## Task:
Each entry in the block below needs to be copied out exactly.

━━ Records shown

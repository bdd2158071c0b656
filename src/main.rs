use std::sync::atomic::AtomicBool;

use clap::Parser;
use tracing_subscriber::EnvFilter;

use scrubbot_runtime::base::{EncoderConfig, EncoderReader, WheelController};
use scrubbot_runtime::config::{
    DEFAULT_BAUD_RATE, DEFAULT_TELEMETRY_LEN, ENCODERS_I2C_ADDR, TOOLS_I2C_ADDR, WHEELS_I2C_ADDR,
};
use scrubbot_runtime::teleop::Teleop;
use scrubbot_runtime::tools::ToolController;
use scrubbot_runtime::transport::{I2cTransport, MockTransport, SerialTransport};

/// Gamepad teleop for the Scrubbot cleaning robot.
#[derive(Parser, Debug)]
#[command(name = "scrubbot-teleop")]
struct Args {
    /// I2C bus index. When set, all boards are reached over I2C.
    #[arg(long, conflicts_with_all = ["tools_port", "wheels_port", "encoders_port"])]
    i2c_bus: Option<u8>,

    /// 7-bit I2C address of the tool controller board
    #[arg(long, default_value_t = TOOLS_I2C_ADDR)]
    tools_addr: u16,

    /// 7-bit I2C address of the wheel controller board
    #[arg(long, default_value_t = WHEELS_I2C_ADDR)]
    wheels_addr: u16,

    /// 7-bit I2C address of the encoder board
    #[arg(long, default_value_t = ENCODERS_I2C_ADDR)]
    encoders_addr: u16,

    /// Serial port of the tool controller board
    #[arg(long, required_unless_present = "i2c_bus")]
    tools_port: Option<String>,

    /// Serial port of the wheel controller board
    #[arg(long, required_unless_present = "i2c_bus")]
    wheels_port: Option<String>,

    /// Serial port of the encoder board; omit if no encoder board is
    /// fitted
    #[arg(long)]
    encoders_port: Option<String>,

    /// Baud rate for serial boards
    #[arg(long, default_value_t = DEFAULT_BAUD_RATE)]
    baud: u32,

    /// Telemetry reply width of the deployed encoder firmware (31 or 35)
    #[arg(long, default_value_t = DEFAULT_TELEMETRY_LEN)]
    telemetry_len: usize,
}

fn main() {
    // Setup logging (set RUST_LOG=info or debug)
    tracing_subscriber::fmt()
        .with_env_filter(EnvFilter::from_default_env().add_directive("info".parse().unwrap()))
        .init();

    let args = Args::parse();
    let cancel = AtomicBool::new(false);

    let result = match args.i2c_bus {
        Some(bus) => run_i2c(&args, bus, &cancel),
        None => run_serial(&args, &cancel),
    };

    if let Err(e) = result {
        eprintln!("Teleop error: {}", e);
        std::process::exit(1);
    }
}

fn run_i2c(
    args: &Args,
    bus: u8,
    cancel: &AtomicBool,
) -> Result<(), Box<dyn std::error::Error + Send + Sync>> {
    let wheels = WheelController::new(I2cTransport::open(bus, args.wheels_addr)?);
    let tools = ToolController::new(I2cTransport::open(bus, args.tools_addr)?);
    let encoders = EncoderReader::with_config(
        I2cTransport::open(bus, args.encoders_addr)?,
        EncoderConfig {
            block_len: args.telemetry_len,
        },
    );

    Teleop::new(wheels, tools, encoders).run(cancel)?;
    Ok(())
}

fn run_serial(
    args: &Args,
    cancel: &AtomicBool,
) -> Result<(), Box<dyn std::error::Error + Send + Sync>> {
    // required_unless_present guarantees both ports are set here
    let tools_port = args.tools_port.as_deref().expect("clap enforces presence");
    let wheels_port = args.wheels_port.as_deref().expect("clap enforces presence");

    let wheels =
        WheelController::new(SerialTransport::open_with_baud_rate(wheels_port, args.baud)?);
    let tools = ToolController::new(SerialTransport::open_with_baud_rate(tools_port, args.baud)?);

    match &args.encoders_port {
        Some(port) => {
            let encoders = EncoderReader::with_config(
                SerialTransport::open_with_baud_rate(port, args.baud)?,
                EncoderConfig {
                    block_len: args.telemetry_len,
                },
            );
            Teleop::new(wheels, tools, encoders).run(cancel)?;
        }
        None => {
            // No encoder board: a dead-end transport turns every read into
            // the NO DATA path.
            let absent = MockTransport::new();
            absent.fail_reads();
            Teleop::new(wheels, tools, EncoderReader::new(absent)).run(cancel)?;
        }
    }
    Ok(())
}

━━━━

## Answer to this exercise:
repository bdd2158071c0b656
filename src/main.rs
use std::sync::atomic::AtomicBool;

use clap::Parser;
use tracing_subscriber::EnvFilter;

use scrubbot_runtime::base::{EncoderConfig, EncoderReader, WheelController};
use scrubbot_runtime::config::{
    DEFAULT_BAUD_RATE, DEFAULT_TELEMETRY_LEN, ENCODERS_I2C_ADDR, TOOLS_I2C_ADDR, WHEELS_I2C_ADDR,
};
use scrubbot_runtime::teleop::Teleop;
use scrubbot_runtime::tools::ToolController;
use scrubbot_runtime::transport::{I2cTransport, MockTransport, SerialTransport};

/// Gamepad teleop for the Scrubbot cleaning robot.
#[derive(Parser, Debug)]
#[command(name = "scrubbot-teleop")]
struct Args {
    /// I2C bus index. When set, all boards are reached over I2C.
    #[arg(long, conflicts_with_all = ["tools_port", "wheels_port", "encoders_port"])]
    i2c_bus: Option<u8>,

    /// 7-bit I2C address of the tool controller board
    #[arg(long, default_value_t = TOOLS_I2C_ADDR)]
    tools_addr: u16,

    /// 7-bit I2C address of the wheel controller board
    #[arg(long, default_value_t = WHEELS_I2C_ADDR)]
    wheels_addr: u16,

    /// 7-bit I2C address of the encoder board
    #[arg(long, default_value_t = ENCODERS_I2C_ADDR)]
    encoders_addr: u16,

    /// Serial port of the tool controller board
    #[arg(long, required_unless_present = "i2c_bus")]
    tools_port: Option<String>,

    /// Serial port of the wheel controller board
    #[arg(long, required_unless_present = "i2c_bus")]
    wheels_port: Option<String>,

    /// Serial port of the encoder board; omit if no encoder board is
    /// fitted
    #[arg(long)]
    encoders_port: Option<String>,

    /// Baud rate for serial boards
    #[arg(long, default_value_t = DEFAULT_BAUD_RATE)]
    baud: u32,

    /// Telemetry reply width of the deployed encoder firmware (31 or 35)
    #[arg(long, default_value_t = DEFAULT_TELEMETRY_LEN)]
    telemetry_len: usize,
}

fn main() {
    // Setup logging (set RUST_LOG=info or debug)
    tracing_subscriber::fmt()
        .with_env_filter(EnvFilter::from_default_env().add_directive("info".parse().unwrap()))
        .init();

    let args = Args::parse();
    let cancel = AtomicBool::new(false);

    let result = match args.i2c_bus {
        Some(bus) => run_i2c(&args, bus, &cancel),
        None => run_serial(&args, &cancel),
    };

    if let Err(e) = result {
        eprintln!("Teleop error: {}", e);
        std::process::exit(1);
    }
}

fn run_i2c(
    args: &Args,
    bus: u8,
    cancel: &AtomicBool,
) -> Result<(), Box<dyn std::error::Error + Send + Sync>> {
    let wheels = WheelController::new(I2cTransport::open(bus, args.wheels_addr)?);
    let tools = ToolController::new(I2cTransport::open(bus, args.tools_addr)?);
    let encoders = EncoderReader::with_config(
        I2cTransport::open(bus, args.encoders_addr)?,
        EncoderConfig {
            block_len: args.telemetry_len,
        },
    );

    Teleop::new(wheels, tools, encoders).run(cancel)?;
    Ok(())
}

fn run_serial(
    args: &Args,
    cancel: &AtomicBool,
) -> Result<(), Box<dyn std::error::Error + Send + Sync>> {
    // required_unless_present guarantees both ports are set here
    let tools_port = args.tools_port.as_deref().expect("clap enforces presence");
    let wheels_port = args.wheels_port.as_deref().expect("clap enforces presence");

    let wheels =
        WheelController::new(SerialTransport::open_with_baud_rate(wheels_port, args.baud)?);
    let tools = ToolController::new(SerialTransport::open_with_baud_rate(tools_port, args.baud)?);

    match &args.encoders_port {
        Some(port) => {
            let encoders = EncoderReader::with_config(
                SerialTransport::open_with_baud_rate(port, args.baud)?,
                EncoderConfig {
                    block_len: args.telemetry_len,
                },
            );
            Teleop::new(wheels, tools, encoders).run(cancel)?;
        }
        None => {
            // No encoder board: a dead-end transport turns every read into
            // the NO DATA path.
            let absent = MockTransport::new();
            absent.fail_reads();
            Teleop::new(wheels, tools, EncoderReader::new(absent)).run(cancel)?;
        }
    }
    Ok(())
}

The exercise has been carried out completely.